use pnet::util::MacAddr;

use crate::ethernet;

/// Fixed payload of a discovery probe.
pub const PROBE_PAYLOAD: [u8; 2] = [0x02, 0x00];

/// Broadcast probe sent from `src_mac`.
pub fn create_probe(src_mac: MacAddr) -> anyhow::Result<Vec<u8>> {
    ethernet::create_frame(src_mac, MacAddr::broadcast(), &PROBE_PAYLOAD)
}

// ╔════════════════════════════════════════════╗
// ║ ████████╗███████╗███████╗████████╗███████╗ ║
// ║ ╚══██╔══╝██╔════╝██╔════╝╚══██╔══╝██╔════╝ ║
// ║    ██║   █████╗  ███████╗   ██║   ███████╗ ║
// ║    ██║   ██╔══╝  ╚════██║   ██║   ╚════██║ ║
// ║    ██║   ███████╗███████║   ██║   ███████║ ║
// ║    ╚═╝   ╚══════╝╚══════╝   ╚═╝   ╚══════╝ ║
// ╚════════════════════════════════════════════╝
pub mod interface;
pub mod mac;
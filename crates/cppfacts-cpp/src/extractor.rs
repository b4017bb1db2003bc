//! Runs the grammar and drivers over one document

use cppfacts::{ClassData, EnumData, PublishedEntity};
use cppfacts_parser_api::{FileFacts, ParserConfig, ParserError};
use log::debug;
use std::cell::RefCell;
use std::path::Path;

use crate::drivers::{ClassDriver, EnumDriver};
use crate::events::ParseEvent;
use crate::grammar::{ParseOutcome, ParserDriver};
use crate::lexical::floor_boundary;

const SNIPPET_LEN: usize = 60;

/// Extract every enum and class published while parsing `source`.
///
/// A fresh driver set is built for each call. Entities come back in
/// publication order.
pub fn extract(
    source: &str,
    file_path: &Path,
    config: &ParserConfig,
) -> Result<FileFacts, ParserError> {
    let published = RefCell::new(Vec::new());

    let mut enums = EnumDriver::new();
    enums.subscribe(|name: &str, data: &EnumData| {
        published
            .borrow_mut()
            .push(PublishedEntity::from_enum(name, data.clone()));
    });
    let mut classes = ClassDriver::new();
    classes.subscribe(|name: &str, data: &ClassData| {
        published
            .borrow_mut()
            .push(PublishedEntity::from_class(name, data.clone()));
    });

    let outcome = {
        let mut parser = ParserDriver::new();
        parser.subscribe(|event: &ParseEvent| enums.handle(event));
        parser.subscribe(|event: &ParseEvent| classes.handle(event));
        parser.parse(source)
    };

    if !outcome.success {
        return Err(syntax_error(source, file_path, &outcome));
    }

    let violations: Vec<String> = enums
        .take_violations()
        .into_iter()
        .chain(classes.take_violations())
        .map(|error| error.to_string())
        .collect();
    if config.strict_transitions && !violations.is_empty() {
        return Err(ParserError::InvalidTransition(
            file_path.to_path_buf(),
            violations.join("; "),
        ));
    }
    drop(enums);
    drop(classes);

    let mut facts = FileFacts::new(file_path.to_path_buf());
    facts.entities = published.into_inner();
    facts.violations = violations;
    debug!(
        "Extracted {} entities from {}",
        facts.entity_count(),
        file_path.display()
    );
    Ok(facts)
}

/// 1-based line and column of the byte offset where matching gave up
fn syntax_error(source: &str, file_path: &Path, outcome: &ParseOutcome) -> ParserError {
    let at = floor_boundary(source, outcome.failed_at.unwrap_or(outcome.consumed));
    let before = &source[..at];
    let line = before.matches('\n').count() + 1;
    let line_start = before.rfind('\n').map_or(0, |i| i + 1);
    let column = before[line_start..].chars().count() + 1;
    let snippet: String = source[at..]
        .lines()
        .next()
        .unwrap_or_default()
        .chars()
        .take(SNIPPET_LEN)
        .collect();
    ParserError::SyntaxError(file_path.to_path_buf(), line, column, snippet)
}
▬▬▬
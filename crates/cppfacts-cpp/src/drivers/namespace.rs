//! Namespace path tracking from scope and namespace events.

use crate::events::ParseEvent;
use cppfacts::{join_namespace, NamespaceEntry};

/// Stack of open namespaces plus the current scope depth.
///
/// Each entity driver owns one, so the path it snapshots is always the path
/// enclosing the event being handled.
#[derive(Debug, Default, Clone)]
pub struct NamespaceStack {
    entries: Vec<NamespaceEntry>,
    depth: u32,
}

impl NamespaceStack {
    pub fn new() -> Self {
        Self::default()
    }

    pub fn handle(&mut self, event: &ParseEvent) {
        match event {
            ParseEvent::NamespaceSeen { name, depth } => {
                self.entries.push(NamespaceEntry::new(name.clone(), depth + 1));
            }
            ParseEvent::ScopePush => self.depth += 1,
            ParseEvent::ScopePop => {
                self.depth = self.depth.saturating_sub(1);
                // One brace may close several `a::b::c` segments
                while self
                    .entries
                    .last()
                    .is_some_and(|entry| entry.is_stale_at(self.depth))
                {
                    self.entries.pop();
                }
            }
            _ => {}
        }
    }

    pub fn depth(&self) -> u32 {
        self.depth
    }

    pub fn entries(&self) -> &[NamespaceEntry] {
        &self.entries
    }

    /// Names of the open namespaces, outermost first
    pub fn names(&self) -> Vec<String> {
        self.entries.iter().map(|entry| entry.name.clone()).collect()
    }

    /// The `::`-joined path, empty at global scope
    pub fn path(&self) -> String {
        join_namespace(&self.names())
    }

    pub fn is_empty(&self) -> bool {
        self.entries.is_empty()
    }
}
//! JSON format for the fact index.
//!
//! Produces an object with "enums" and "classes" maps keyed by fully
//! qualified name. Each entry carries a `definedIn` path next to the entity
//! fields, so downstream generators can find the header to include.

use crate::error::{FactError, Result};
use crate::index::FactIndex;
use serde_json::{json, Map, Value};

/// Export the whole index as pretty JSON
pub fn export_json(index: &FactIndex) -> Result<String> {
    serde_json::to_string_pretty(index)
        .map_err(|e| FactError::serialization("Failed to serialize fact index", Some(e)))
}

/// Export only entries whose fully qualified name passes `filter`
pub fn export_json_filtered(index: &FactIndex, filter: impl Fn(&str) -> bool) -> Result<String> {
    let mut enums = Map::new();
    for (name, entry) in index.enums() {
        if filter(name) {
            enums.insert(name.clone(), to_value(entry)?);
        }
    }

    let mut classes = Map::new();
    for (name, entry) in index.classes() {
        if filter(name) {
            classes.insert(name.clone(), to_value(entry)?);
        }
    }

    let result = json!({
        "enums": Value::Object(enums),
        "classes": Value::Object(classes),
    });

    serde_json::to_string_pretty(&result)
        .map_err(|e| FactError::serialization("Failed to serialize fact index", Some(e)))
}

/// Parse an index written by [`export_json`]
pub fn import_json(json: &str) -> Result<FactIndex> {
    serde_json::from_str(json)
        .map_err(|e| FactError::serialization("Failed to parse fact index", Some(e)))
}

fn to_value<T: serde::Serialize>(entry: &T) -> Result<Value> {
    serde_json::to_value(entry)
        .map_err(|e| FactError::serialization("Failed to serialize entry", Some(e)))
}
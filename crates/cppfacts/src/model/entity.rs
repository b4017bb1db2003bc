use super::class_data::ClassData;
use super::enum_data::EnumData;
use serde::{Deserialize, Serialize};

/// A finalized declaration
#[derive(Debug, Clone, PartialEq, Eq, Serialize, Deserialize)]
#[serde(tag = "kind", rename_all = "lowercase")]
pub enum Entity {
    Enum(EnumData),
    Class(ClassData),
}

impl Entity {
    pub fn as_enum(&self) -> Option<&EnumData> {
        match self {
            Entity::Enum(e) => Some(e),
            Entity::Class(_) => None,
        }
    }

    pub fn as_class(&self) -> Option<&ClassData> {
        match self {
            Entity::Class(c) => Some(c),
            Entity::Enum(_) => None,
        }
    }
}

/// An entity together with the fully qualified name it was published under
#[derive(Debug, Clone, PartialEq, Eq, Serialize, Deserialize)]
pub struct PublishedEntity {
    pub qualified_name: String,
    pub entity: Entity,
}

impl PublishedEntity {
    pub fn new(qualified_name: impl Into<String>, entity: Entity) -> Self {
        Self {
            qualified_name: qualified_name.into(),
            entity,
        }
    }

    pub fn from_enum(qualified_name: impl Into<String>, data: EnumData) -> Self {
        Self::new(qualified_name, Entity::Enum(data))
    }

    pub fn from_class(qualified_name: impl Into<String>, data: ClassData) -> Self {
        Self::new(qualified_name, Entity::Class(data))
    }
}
▬▬▬
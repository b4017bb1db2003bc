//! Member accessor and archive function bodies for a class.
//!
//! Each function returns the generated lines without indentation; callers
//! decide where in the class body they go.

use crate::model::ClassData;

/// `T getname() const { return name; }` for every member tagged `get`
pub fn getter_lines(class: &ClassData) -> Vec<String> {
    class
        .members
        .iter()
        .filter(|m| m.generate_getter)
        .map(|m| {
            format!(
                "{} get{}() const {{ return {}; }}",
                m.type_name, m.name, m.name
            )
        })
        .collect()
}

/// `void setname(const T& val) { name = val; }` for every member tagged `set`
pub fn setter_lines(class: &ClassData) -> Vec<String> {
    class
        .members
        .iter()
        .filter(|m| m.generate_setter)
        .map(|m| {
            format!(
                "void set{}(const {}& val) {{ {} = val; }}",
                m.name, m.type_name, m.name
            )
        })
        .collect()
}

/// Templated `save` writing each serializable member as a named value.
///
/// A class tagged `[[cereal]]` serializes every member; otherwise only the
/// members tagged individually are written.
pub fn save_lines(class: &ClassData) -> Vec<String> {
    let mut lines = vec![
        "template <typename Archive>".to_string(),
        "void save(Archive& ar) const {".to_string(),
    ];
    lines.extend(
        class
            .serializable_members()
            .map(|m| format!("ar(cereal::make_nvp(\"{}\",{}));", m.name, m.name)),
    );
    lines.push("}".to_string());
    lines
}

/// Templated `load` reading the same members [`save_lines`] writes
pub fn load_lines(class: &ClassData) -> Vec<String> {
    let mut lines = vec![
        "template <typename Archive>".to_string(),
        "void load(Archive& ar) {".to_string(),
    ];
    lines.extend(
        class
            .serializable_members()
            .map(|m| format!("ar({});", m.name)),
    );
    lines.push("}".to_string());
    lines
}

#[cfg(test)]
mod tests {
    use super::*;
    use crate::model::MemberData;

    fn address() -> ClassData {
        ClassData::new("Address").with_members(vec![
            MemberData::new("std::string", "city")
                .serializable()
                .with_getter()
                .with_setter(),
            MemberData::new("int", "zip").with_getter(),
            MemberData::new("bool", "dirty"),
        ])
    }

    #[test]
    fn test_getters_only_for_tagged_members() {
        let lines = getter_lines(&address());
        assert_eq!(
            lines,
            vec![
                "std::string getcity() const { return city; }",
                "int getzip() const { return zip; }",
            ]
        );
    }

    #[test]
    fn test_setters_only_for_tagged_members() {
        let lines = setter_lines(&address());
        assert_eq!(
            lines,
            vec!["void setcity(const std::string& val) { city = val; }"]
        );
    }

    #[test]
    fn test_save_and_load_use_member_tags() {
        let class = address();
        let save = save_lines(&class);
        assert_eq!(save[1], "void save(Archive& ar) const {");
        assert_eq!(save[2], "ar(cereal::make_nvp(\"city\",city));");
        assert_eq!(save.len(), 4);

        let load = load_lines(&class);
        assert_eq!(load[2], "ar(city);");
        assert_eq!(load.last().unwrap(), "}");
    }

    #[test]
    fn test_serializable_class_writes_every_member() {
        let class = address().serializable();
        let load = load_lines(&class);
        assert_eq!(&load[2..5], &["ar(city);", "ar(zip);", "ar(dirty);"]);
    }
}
▬▬▬
What the task asks
Copy exactly the stretch of data above from the line with "use pnet::util::MacAddr;" through the line with "use std::cell::RefCell;", and omit all other lines.

Your response
use pnet::util::MacAddr;

use crate::ethernet;

/// Fixed payload of a discovery probe.
pub const PROBE_PAYLOAD: [u8; 2] = [0x02, 0x00];

/// Broadcast probe sent from `src_mac`.
pub fn create_probe(src_mac: MacAddr) -> anyhow::Result<Vec<u8>> {
    ethernet::create_frame(src_mac, MacAddr::broadcast(), &PROBE_PAYLOAD)
}

// ╔════════════════════════════════════════════╗
// ║ ████████╗███████╗███████╗████████╗███████╗ ║
// ║ ╚══██╔══╝██╔════╝██╔════╝╚══██╔══╝██╔════╝ ║
// ║    ██║   █████╗  ███████╗   ██║   ███████╗ ║
// ║    ██║   ██╔══╝  ╚════██║   ██║   ╚════██║ ║
// ║    ██║   ███████╗███████║   ██║   ███████║ ║
// ║    ╚═╝   ╚══════╝╚══════╝   ╚═╝   ╚══════╝ ║
// ╚════════════════════════════════════════════╝
pub mod interface;
pub mod mac;
filename crates/cppfacts-cpp/src/extractor.rs
repository b4017bb1db2003bc
//! Runs the grammar and drivers over one document

use cppfacts::{ClassData, EnumData, PublishedEntity};
use cppfacts_parser_api::{FileFacts, ParserConfig, ParserError};
use log::debug;
use std::cell::RefCell;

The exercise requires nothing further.